TASK DESCRIPTION:
How many lines below hold "iter"? Answer with only the number.

** Opening RECORDS TO USE block **

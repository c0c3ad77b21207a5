//! # 싱글톤 서비스 레지스트리
//!
//! `#[service]` / `#[repository]` 매크로와 연동되는 의존성 주입 컨테이너입니다.
//! 인증 백엔드의 모든 서비스와 리포지토리는 컴파일 타임에 `inventory` 로
//! 수집되고, 첫 사용 시점에 싱글톤으로 생성되어 전역에서 공유됩니다.
//!
//! ## 동작 방식
//!
//! 1. `#[service]` / `#[repository]` 매크로가 등록 정보를 생성
//! 2. `inventory::collect!` 가 컴파일 타임에 전역 레지스트리로 수집
//! 3. `Database`, `RedisClient` 같은 인프라 컴포넌트는 main 에서
//!    `ServiceLocator::set()` 으로 직접 등록
//! 4. `Arc<T>` 필드는 `ServiceLocator::get::<T>()` 를 통해 자동 주입
//!
//! 순환 의존성은 초기화 중인 타입을 추적하여 런타임 패닉으로 조기에 드러냅니다.

use std::any::{Any, TypeId};
use std::collections::{HashMap, HashSet};
use std::sync::{Arc, RwLock};
use async_trait::async_trait;
use once_cell::sync::Lazy;
use crate::utils::display_terminal::{print_boxed_title, print_cache_initialized, print_final_summary, print_step_complete, print_step_start, print_sub_task};

/// 비즈니스 로직 서비스를 위한 공통 인터페이스
///
/// `#[service]` 매크로가 적용된 구조체가 자동으로 구현합니다.
#[async_trait]
pub trait Service: Send + Sync {
    /// 레지스트리에서 서비스를 식별하는 고유 이름
    fn name(&self) -> &str;

    /// 서비스 생성 직후 호출되는 초기화 훅
    async fn init(&self) -> Result<(), Box<dyn std::error::Error>>;
}

/// 데이터 액세스 리포지토리를 위한 공통 인터페이스
///
/// `#[repository]` 매크로가 적용된 구조체가 자동으로 구현합니다.
#[async_trait]
pub trait Repository: Send + Sync {
    /// 레지스트리에서 리포지토리를 식별하는 고유 이름
    fn name(&self) -> &str;

    /// 연결된 MongoDB 컬렉션 이름
    fn collection_name(&self) -> &str;

    /// 인덱스 생성 등 리포지토리 초기화 훅
    async fn init(&self) -> Result<(), Box<dyn std::error::Error>>;
}

/// `#[service]` 매크로가 생성하는 등록 메타데이터
pub struct ServiceRegistration {
    /// 서비스의 고유 이름 (검색 키로 사용)
    pub name: &'static str,
    /// 인스턴스 생성 함수 (지연 초기화에 사용)
    pub constructor: fn() -> Box<dyn Any + Send + Sync>,
}

/// `#[repository]` 매크로가 생성하는 등록 메타데이터
pub struct RepositoryRegistration {
    /// 리포지토리의 고유 이름 (검색 키로 사용)
    pub name: &'static str,
    /// 인스턴스 생성 함수 (지연 초기화에 사용)
    pub constructor: fn() -> Box<dyn Any + Send + Sync>,
}

// 컴파일 타임에 모든 등록 정보를 수집
inventory::collect!(ServiceRegistration);
inventory::collect!(RepositoryRegistration);

/// 서비스 이름 → 등록정보 매핑 캐시
/// 첫 접근 시 한 번만 구성되며, 이후 O(1) 조회 제공
static SERVICE_NAME_CACHE: Lazy<HashMap<String, &'static ServiceRegistration>> = Lazy::new(|| {
    let mut cache = HashMap::new();

    for registration in inventory::iter::<ServiceRegistration>() {
        let clean_name = extract_clean_name_static(registration.name);
        cache.insert(clean_name, registration);
    }

    print_cache_initialized("Service", cache.len());
    cache
});

/// 리포지토리 이름 → 등록정보 매핑 캐시
static REPOSITORY_NAME_CACHE: Lazy<HashMap<String, &'static RepositoryRegistration>> = Lazy::new(|| {
    let mut cache = HashMap::new();

    for registration in inventory::iter::<RepositoryRegistration>() {
        let clean_name = extract_clean_name_static(registration.name);
        cache.insert(clean_name, registration);
    }

    print_cache_initialized("Repository", cache.len());
    cache
});

/// 등록 이름에서 `_service` / `_repository` 접미사를 제거해 정규화
fn extract_clean_name_static(name: &str) -> String {
    if name.ends_with("_service") {
        name[..name.len() - 8].to_string()
    } else if name.ends_with("_repository") {
        name[..name.len() - 11].to_string()
    } else {
        name.to_string()
    }
}

/// 싱글톤 의존성 주입 컨테이너
///
/// 타입당 정확히 하나의 인스턴스를 보장하며, `RwLock` 으로 동시 접근을
/// 안전하게 처리합니다. 초기화 중인 타입 집합을 함께 추적해 순환 참조를
/// 데드락 대신 명시적인 패닉으로 바꿉니다.
pub struct ServiceLocator {
    /// 생성된 인스턴스 캐시 (`TypeId` → 인스턴스)
    instances: RwLock<HashMap<TypeId, Arc<dyn Any + Send + Sync>>>,
    /// 현재 초기화 중인 타입들 (순환 참조 방지용)
    initializing: RwLock<HashSet<TypeId>>,
}

impl ServiceLocator {
    fn new() -> Self {
        Self {
            instances: RwLock::new(HashMap::new()),
            initializing: RwLock::new(HashSet::new()),
        }
    }

    /// 지정된 타입의 싱글톤 인스턴스를 가져옵니다.
    ///
    /// 캐시 확인 → 순환 참조 검사 → 레지스트리 검색 → 생성 → 캐싱 순서로
    /// 동작합니다. `UserRepository` 같은 타입 이름에서 `Repository` /
    /// `Service` 접미사를 떼어낸 소문자 이름으로 레지스트리를 조회합니다.
    ///
    /// # Panics
    ///
    /// * 순환 의존성이 감지된 경우
    /// * 레지스트리에 등록되지 않은 타입을 요청한 경우
    /// * 등록된 생성자가 다른 타입을 반환한 경우
    pub fn get<T: 'static + Send + Sync>() -> Arc<T> {
        let type_id = TypeId::of::<T>();
        let type_name = std::any::type_name::<T>();

        // 이미 생성된 인스턴스 확인
        {
            let instances = LOCATOR.instances.read().unwrap();
            if let Some(instance) = instances.get(&type_id) {
                return instance.clone()
                    .downcast::<T>()
                    .expect("Type mismatch in ServiceLocator");
            }
        }

        // 현재 초기화 중인지 확인 (순환 참조 방지)
        {
            let initializing = LOCATOR.initializing.read().unwrap();
            if initializing.contains(&type_id) {
                eprintln!("❌ Circular dependency detected for type: {}", type_name);
                panic!("Circular dependency detected: {} is already being initialized", type_name);
            }
        }
        // 초기화 중임을 표시
        {
            let mut initializing = LOCATOR.initializing.write().unwrap();
            initializing.insert(type_id);
        }

        // 인스턴스 생성 시도
        let result = std::panic::catch_unwind(|| {
            let mut instances = LOCATOR.instances.write().unwrap();

            // 더블 체크
            if let Some(instance) = instances.get(&type_id) {
                return instance.clone()
                    .downcast::<T>()
                    .expect("Type mismatch in ServiceLocator");
            }

            let clean_type_name = Self::extract_clean_type_name(type_name);

            // 리포지토리 찾기
            if clean_type_name.contains("Repository") {
                let entity_name = clean_type_name
                    .strip_suffix("Repository")
                    .unwrap_or(&clean_type_name)
                    .to_lowercase();

                if let Some(registration) = REPOSITORY_NAME_CACHE.get(&entity_name) {
                    let boxed_instance = (registration.constructor)();

                    if let Ok(arc_instance) = boxed_instance.downcast::<Arc<T>>() {
                        let instance = (*arc_instance).clone();
                        instances.insert(type_id, instance.clone() as Arc<dyn Any + Send + Sync>);
                        return instance;
                    } else {
                        panic!("Type mismatch for repository: {}", registration.name);
                    }
                } else {
                    panic!("No repository found for entity: {}", entity_name);
                }
            }

            // 서비스 찾기
            if clean_type_name.contains("Service") {
                let entity_name = clean_type_name
                    .strip_suffix("Service")
                    .unwrap_or(&clean_type_name)
                    .to_lowercase();

                if let Some(registration) = SERVICE_NAME_CACHE.get(&entity_name) {
                    let boxed_instance = (registration.constructor)();

                    if let Ok(arc_instance) = boxed_instance.downcast::<Arc<T>>() {
                        let instance = (*arc_instance).clone();
                        instances.insert(type_id, instance.clone() as Arc<dyn Any + Send + Sync>);
                        return instance;
                    } else {
                        panic!("Type mismatch for service: {}", registration.name);
                    }
                } else {
                    panic!("No service found for entity: {}", entity_name);
                }
            }

            panic!("Service not found: {}. Make sure it's registered with #[service] or #[repository] macro, or manually registered with ServiceLocator::set()", type_name);
        });

        // 초기화 완료 표시
        {
            let mut initializing = LOCATOR.initializing.write().unwrap();
            initializing.remove(&type_id);
        }

        match result {
            Ok(instance) => instance,
            Err(e) => {
                let mut initializing = LOCATOR.initializing.write().unwrap();
                initializing.remove(&type_id);

                eprintln!("ERROR: Failed to create instance for {}: {:?}", type_name, e);
                panic!("Failed to create instance for {}", type_name);
            }
        }
    }

    /// `std::any::type_name` 의 전체 모듈 경로에서 타입 이름만 추출
    fn extract_clean_type_name(type_name: &str) -> String {
        if let Some(pos) = type_name.rfind("::") {
            type_name[pos + 2..].to_string()
        } else {
            type_name.to_string()
        }
    }

    /// 외부에서 생성된 인스턴스를 직접 등록합니다.
    ///
    /// `Database`, `RedisClient` 처럼 매크로로 관리되지 않는 인프라
    /// 컴포넌트를 main 에서 수동 등록할 때 사용합니다. 인프라 컴포넌트가
    /// 먼저 등록된 뒤에 `initialize_all()` 이 호출되어야 합니다.
    pub fn set<T: 'static + Send + Sync>(instance: Arc<T>) {
        let type_id = TypeId::of::<T>();
        let type_name = std::any::type_name::<T>();
        let clean_name = Self::extract_clean_type_name(type_name);

        println!("📦 Registering: {}", clean_name);

        let mut instances = LOCATOR.instances.write().unwrap();
        instances.insert(type_id, instance as Arc<dyn Any + Send + Sync>);
    }

    /// 등록된 모든 리포지토리와 서비스를 미리 생성합니다.
    ///
    /// 데이터 계층이 비즈니스 계층보다 먼저 초기화되도록
    /// 리포지토리 → 서비스 순서로 진행합니다.
    pub async fn initialize_all() -> Result<(), Box<dyn std::error::Error>> {
        print_boxed_title("🔄 INITIALIZING SERVICE REGISTRY");

        // 1단계: 리포지토리 인스턴스 생성
        let repo_registrations: Vec<_> = inventory::iter::<RepositoryRegistration>().collect();
        let repo_count = repo_registrations.len();

        if repo_count > 0 {
            print_step_start(1, "Creating Repository instances");

            for registration in repo_registrations {
                print_sub_task(registration.name, "Creating...");
                let _boxed_instance = (registration.constructor)();
                print_sub_task(registration.name, "✓ Created");
            }

            print_step_complete(1, "Repository instances created", repo_count);
        }

        // 2단계: 서비스 인스턴스 생성
        let service_registrations: Vec<_> = inventory::iter::<ServiceRegistration>().collect();
        let service_count = service_registrations.len();

        if service_count > 0 {
            print_step_start(2, "Creating Service instances");

            for registration in service_registrations {
                print_sub_task(registration.name, "Creating...");
                let _boxed_instance = (registration.constructor)();
                print_sub_task(registration.name, "✓ Created");
            }

            print_step_complete(2, "Service instances created", service_count);
        }

        print_final_summary(repo_count, service_count);

        Ok(())
    }
}

/// 전역 서비스 로케이터 인스턴스
static LOCATOR: Lazy<ServiceLocator> = Lazy::new(ServiceLocator::new);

** Closing RECORDS TO USE block **

OUTPUT OF THE EXERCISE:
4